II.
Certes, si l'on peut nous convaincre d'un seul crime quel qu'il soit, nous ne demandons point de grâce ; qu'on nous fasse subir les plus cruels supplices, nous les appelons sur nous. Mais si les accusations ne portent que sur notre nom ( qu'ont-elles été jusqu'à ce jour, sinon des propos vagues répandus dans le peuple? Jusqu'ici on n'a pu convaincre du moindre crime un seul Chrétien ) ; c'est à vous, grands princes, dont l'humanité égale les lumières, à nous mettre sous la sauvegarde des lois, afin qu'à l'exemple des peuples et des cités qui partout vous bénissent, nous puissions aussi vous rendre grâce et nous glorifier de n'être plus en butte aux traits de la calomnie. Vous êtes trop justes pour souffrir que tandis qu'on ne punit les autres accusés qu'après avoir bien constaté leur crime, nous seuls soyons condamnés sur notre nom et qu'il l'emporte sur nos raisons devant les tribunaux ; car vos juges ne s'informent point si un Chrétien est coupable dans sa conduite, ils attachent à son nom l'infamie du crime. Mais rien n'est plus indifférent en soi-même qu'un nom. On n'est bon ou mauvais qu'à raison de sa conduite et de ses actions; vous le saviez mieux que personne, vous qui êtes versés dans la philosophie et dans tous les genres de connaissances. Aussi ceux qui sont appelés devant vos tribunaux, sous la prévention même des plus grands crimes, se reposent sur l'espérance que vous interrogerez leur vie avant tout ; que le nom des personnes ne vous ébranlera point parce qu'il est vain en lui-même, et que vous ne vous arrêterez pas aux accusations, si elles sont fausses ; ils savent qu'une impartiale justice prononce l'arrêt qui condamne ou l'arrêt qui absout.

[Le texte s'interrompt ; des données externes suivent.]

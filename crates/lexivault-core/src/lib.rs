//! Lexivault Core Library
//!
//! Dual-backend vocabulary storage: records persist to a primary remote
//! document store and transparently fall back to a local embedded store
//! when the primary is unreachable. Locally-written records are flagged
//! until a reconciliation pass mirrors them to the primary.
//!
//! # Architecture
//!
//! - **Primary store**: remote MongoDB deployment, probed lazily per
//!   operation so it can recover between requests
//! - **Embedded store**: local SQLite file, always available, tracks the
//!   `synced_to_primary` flag
//! - **Word repository**: picks the store per operation and reconciles on
//!   demand
//!
//! # Quick Start
//!
//! ```text
//! let config = Config::load()?;
//! let embedded = EmbeddedStore::open(&config)?;
//! let primary = PrimaryStore::new(&config);
//! let repo = WordRepository::new(primary, embedded);
//!
//! let receipt = repo.upsert_word("ephemeral", "short-lived", "adjective", "").await?;
//! println!("saved via {}", receipt.storage);
//! ```
//!
//! # Modules
//!
//! - `repository`: store orchestration (main entry point)
//! - `primary`: primary store client and connection handling
//! - `embedded`: local SQLite store
//! - `models`: vocabulary record and result types
//! - `health`: aggregated status reporting
//! - `config`: application configuration
//! - `error`: repository error taxonomy

pub mod config;
pub mod embedded;
pub mod error;
pub mod health;
pub mod models;
pub mod primary;
pub mod repository;

pub use config::Config;
pub use embedded::{EmbeddedStatus, EmbeddedStore, StoreState};
pub use error::RepositoryError;
pub use health::{health_report, HealthReport, OverallStatus};
pub use models::{
    KnownWords, Provenance, ReconcileReport, UpsertOutcome, UpsertReceipt, WordList, WordRecord,
};
pub use primary::{PrimaryStore, PrimaryWords};
pub use repository::WordRepository;
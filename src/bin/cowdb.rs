//! # cowdb CLI Entry Point
//!
//! ```bash
//! # Open (or create) a repository and start the REPL
//! cowdb ./myrepo
//!
//! # Show version / help
//! cowdb --version
//! cowdb --help
//! ```

use std::env;
use std::path::PathBuf;

use cowdb::cli::Repl;
use eyre::{bail, Result, WrapErr};

fn main() {
    if let Err(e) = run() {
        eprintln!("Error: {}", e);
        std::process::exit(1);
    }
}

fn run() -> Result<()> {
    let args: Vec<String> = env::args().collect();

    let mut repo_path: Option<PathBuf> = None;
    for arg in &args[1..] {
        match arg.as_str() {
            "--help" | "-h" => {
                print_usage();
                return Ok(());
            }
            "--version" | "-v" => {
                println!("cowdb {}", env!("CARGO_PKG_VERSION"));
                return Ok(());
            }
            flag if flag.starts_with('-') => {
                bail!("Unknown option: {}", flag);
            }
            path => {
                if repo_path.is_some() {
                    bail!("Multiple repository paths specified");
                }
                repo_path = Some(PathBuf::from(path));
            }
        }
    }

    let Some(repo_path) = repo_path else {
        print_usage();
        return Ok(());
    };

    let mut repl = Repl::new(&repo_path)
        .wrap_err_with(|| format!("failed to open repository at {:?}", repo_path))?;
    repl.run()
}

fn print_usage() {
    println!("cowdb - embedded copy-on-write B-tree store");
    println!();
    println!("USAGE:");
    println!("    cowdb [OPTIONS] <REPOSITORY_PATH>");
    println!();
    println!("ARGS:");
    println!("    <REPOSITORY_PATH>    Path to the repository directory");
    println!();
    println!("OPTIONS:");
    println!("    -h, --help           Print help information");
    println!("    -v, --version        Print version information");
}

Ce droit, qui est le droit de tous, nous le réclamons aussi pour nous, nous demandons qu'on ne nous haïsse et qu'on ne nous punisse point à cause du nom que nous portons : car en quoi ce nom est-il un crime? Qu'on nous juge sur un fait coupable en soi-même : s'il est faussement avancé, qu'on nous acquitte ; s'il est prouvé, qu'on nous condamne ; en un mot, que le jugement porte non pas sur un nom, mais sur un crime ; il n'est de criminel parmi nous que celui qui prend notre nom sans professer notre doctrine. Quand on juge un philosophe, innocent ou coupable, on ne le juge pas avant l'examen de sa conduite, sur le nom seul de l'art ou de la science qu'il professe ; on le punit si son crime est prouvé, sans qu'il en rejaillisse aucun déshonneur sur la philosophie elle-même ; car il n'est criminel que parce qu'il n'est pas on vrai philosophe, la science est innocente de son crime et hors d'atteinte ; mais il est absous, si l'accusation est calomnieuse ; qu'on nous laisse donc jouir de cette égalité de droit, qu'on examine notre vie, et qu'on cesse de nous faire on crime de notre nom.
En commençant l'apologie de notre doctrine, je dois voue supplier d'abord, grands princes, de m'écouter avec impartialité, de ne point vous laisser entraîner, ni préoccuper par des bruits populaires et absurdes, mais d'accorder à l'examen de notre cause cet amour de la vérité et de la science dont vous faites profession. De cette manière, vous n'aurez à vous reprocher aucune imprudence; et pour nous, déchargés désormais des crimes que la malignité nous impute, nous cesserons enfin de nous voir poursuivis par la haine.